Directions: Output a verbatim copy of the data, cut off after the line that contains "to generate an image".

____

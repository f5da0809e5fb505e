//! HTTP request handlers for the Pixel Gateway API.
//!
//! # Endpoints
//!
//! - `POST /auth` - Trade an API key for a short-lived signature
//! - `POST /generate_image` - Redeem a signature to generate an image
//! - `GET /health` - Health check endpoint

use std::sync::Arc;

use axum::{
    body::Bytes,
    extract::{Extension, State},
    http::{header::CONTENT_TYPE, HeaderMap, StatusCode},
    response::{IntoResponse, Response},
    Json,
};
use serde::{Deserialize, Serialize};
use serde_json::Value;
use tracing::{debug, error, info, warn};

use crate::error::ApiError;
use crate::images::ImageStore;
use crate::keys::KeyStore;
use crate::signature::{SignatureIssuer, SignatureRegistry};

use super::auth::ApiKey;

// =============================================================================
// Application State
// =============================================================================

/// Shared application state.
///
/// Built once at startup and passed to all handlers via Axum's State extractor.
#[derive(Clone)]
pub struct AppState {
    /// Accepted API keys
    pub keys: Arc<KeyStore>,

    /// Live signatures
    pub registry: Arc<SignatureRegistry>,

    /// Mints new signatures into `registry`
    pub issuer: SignatureIssuer,

    /// Writes generated images
    pub images: Arc<ImageStore>,
}

impl AppState {
    /// Create application state around an issuer, sharing its registry.
    pub fn new(keys: KeyStore, issuer: SignatureIssuer, images: ImageStore) -> Self {
        Self {
            keys: Arc::new(keys),
            registry: Arc::clone(issuer.registry()),
            issuer,
            images: Arc::new(images),
        }
    }
}

// =============================================================================
// Request / Response Types
// =============================================================================

/// Body of `POST /generate_image`.
///
/// Fields are kept as raw JSON values so that a field of the wrong type is
/// judged at the step that needs it rather than failing the whole body.
#[derive(Debug, Default)]
pub struct GenerateImageRequest {
    /// Signature obtained from `/auth`
    pub signature: Option<Value>,

    /// Text prompt
    pub prompt: Option<Value>,
}

impl GenerateImageRequest {
    /// Parse a request body. An empty body is treated as `{}`.
    ///
    /// Anything other than a JSON object is rejected as malformed.
    pub fn from_body(body: &[u8]) -> Result<Self, ApiError> {
        if body.iter().all(u8::is_ascii_whitespace) {
            return Ok(Self::default());
        }
        let value: Value = serde_json::from_slice(body).map_err(|e| {
            debug!("Rejected generation body: {}", e);
            ApiError::MalformedBody
        })?;
        match value {
            Value::Object(mut fields) => Ok(Self {
                signature: fields.remove("signature"),
                prompt: fields.remove("prompt"),
            }),
            other => {
                debug!("Rejected generation body: not an object: {}", other);
                Err(ApiError::MalformedBody)
            }
        }
    }

    /// The signature, if it is a non-empty string.
    pub fn signature(&self) -> Option<&str> {
        non_empty_str(self.signature.as_ref())
    }

    /// The prompt, if it is a non-empty string.
    pub fn prompt(&self) -> Option<&str> {
        non_empty_str(self.prompt.as_ref())
    }
}

fn non_empty_str(value: Option<&Value>) -> Option<&str> {
    value.and_then(Value::as_str).filter(|s| !s.is_empty())
}

/// Whether the request declares a JSON body.
///
/// Bodies sent with any other content type are ignored and treated as `{}`.
pub fn has_json_content_type(headers: &HeaderMap) -> bool {
    headers
        .get(CONTENT_TYPE)
        .and_then(|v| v.to_str().ok())
        .and_then(|v| v.split(';').next())
        .is_some_and(|mime| mime.trim().eq_ignore_ascii_case("application/json"))
}

/// Response from `POST /auth`.
#[derive(Debug, Serialize, Deserialize)]
pub struct AuthResponse {
    /// Newly issued signature
    pub signature: String,
}

/// JSON error response returned for all error conditions.
#[derive(Debug, Serialize, Deserialize)]
pub struct ErrorResponse {
    /// Human-readable error message
    pub error: String,
}

impl ErrorResponse {
    /// Create a new error response.
    pub fn new(error: impl Into<String>) -> Self {
        Self {
            error: error.into(),
        }
    }
}

/// Health check response.
#[derive(Debug, Serialize)]
pub struct HealthResponse {
    /// Service status
    pub status: String,

    /// Service version
    pub version: String,
}

// =============================================================================
// Error Mapping
// =============================================================================

impl ApiError {
    /// HTTP status code for this error.
    pub fn status_code(&self) -> StatusCode {
        match self {
            ApiError::Unauthorized | ApiError::InvalidSignature | ApiError::SignatureExpired => {
                StatusCode::UNAUTHORIZED
            }
            ApiError::MissingPrompt | ApiError::MalformedBody => StatusCode::BAD_REQUEST,
            ApiError::StorageFailure(_) => StatusCode::INTERNAL_SERVER_ERROR,
        }
    }
}

/// Convert ApiError to HTTP response.
///
/// - 5xx errors are logged at ERROR level with the underlying cause
/// - rejected credentials and signatures are logged at WARN level
/// - other client errors are logged at DEBUG level
impl IntoResponse for ApiError {
    fn into_response(self) -> Response {
        let status = self.status_code();
        let message = self.to_string();

        match &self {
            ApiError::StorageFailure(cause) => {
                error!(status = status.as_u16(), "Server error: {}: {}", message, cause);
            }
            ApiError::Unauthorized | ApiError::InvalidSignature => {
                warn!(status = status.as_u16(), "Authentication failed: {}", message);
            }
            _ => {
                debug!(status = status.as_u16(), "Client error: {}", message);
            }
        }

        (status, Json(ErrorResponse::new(message))).into_response()
    }
}

// =============================================================================
// Handlers
// =============================================================================

/// Issue a signature.
///
/// # Endpoint
///
/// `POST /auth` with header `Authorization: <api key>`
///
/// # Response
///
/// `200 OK` with JSON body `{"signature": "<token>"}`. Rejected keys never
/// reach this handler; the auth middleware answers them with `401`.
pub async fn auth_handler(
    State(state): State<AppState>,
    Extension(key): Extension<ApiKey>,
) -> Json<AuthResponse> {
    let signature = state.issuer.issue().await;
    info!(api_key = %key.redacted(), "Signature issued");
    Json(AuthResponse { signature })
}

/// Generate an image for a prompt.
///
/// # Endpoint
///
/// `POST /generate_image` with header `Authorization: <api key>` and JSON body
/// `{"signature": "<token>", "prompt": "<text>"}`
///
/// # Response
///
/// `200 OK` with the image URL path as a bare JSON string, e.g.
/// `"/images/1700000000000_a_red_fox.png"`.
///
/// # Errors
///
/// - `401 Unauthorized`: `Invalid signature` or `Signature expired`
/// - `400 Bad Request`: `Prompt is required` or `Malformed JSON body`
///
/// A body not sent as `application/json` is ignored, which reads as a
/// missing signature.
/// - `500 Internal Server Error`: the image could not be written
pub async fn generate_image_handler(
    State(state): State<AppState>,
    Extension(key): Extension<ApiKey>,
    headers: HeaderMap,
    body: Bytes,
) -> Result<Json<String>, ApiError> {
    let request = if has_json_content_type(&headers) {
        GenerateImageRequest::from_body(&body)?
    } else {
        GenerateImageRequest::default()
    };

    let signature = request.signature().ok_or(ApiError::InvalidSignature)?;
    state.registry.validate(signature).await?;

    let prompt = request.prompt().ok_or(ApiError::MissingPrompt)?;

    let image = state.images.generate(prompt).await?;
    info!(
        api_key = %key.redacted(),
        path = %image.url_path,
        color = %image.color,
        "Image generated"
    );

    Ok(Json(image.url_path))
}

/// Handle health check requests.
///
/// # Endpoint
///
/// `GET /health`
///
/// # Response
///
/// `200 OK` with JSON body:
/// ```json
/// {
///   "status": "healthy",
///   "version": "0.1.0"
/// }
/// ```
pub async fn health_handler() -> Json<HealthResponse> {
    Json(HealthResponse {
        status: "healthy".to_string(),
        version: env!("CARGO_PKG_VERSION").to_string(),
    })
}

// =============================================================================
// Tests
// =============================================================================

____

Written solution:
repository f5da0809e5fb505e
//! HTTP request handlers for the Pixel Gateway API.
//!
//! # Endpoints
//!
//! - `POST /auth` - Trade an API key for a short-lived signature
//! - `POST /generate_image` - Redeem a signature to generate an image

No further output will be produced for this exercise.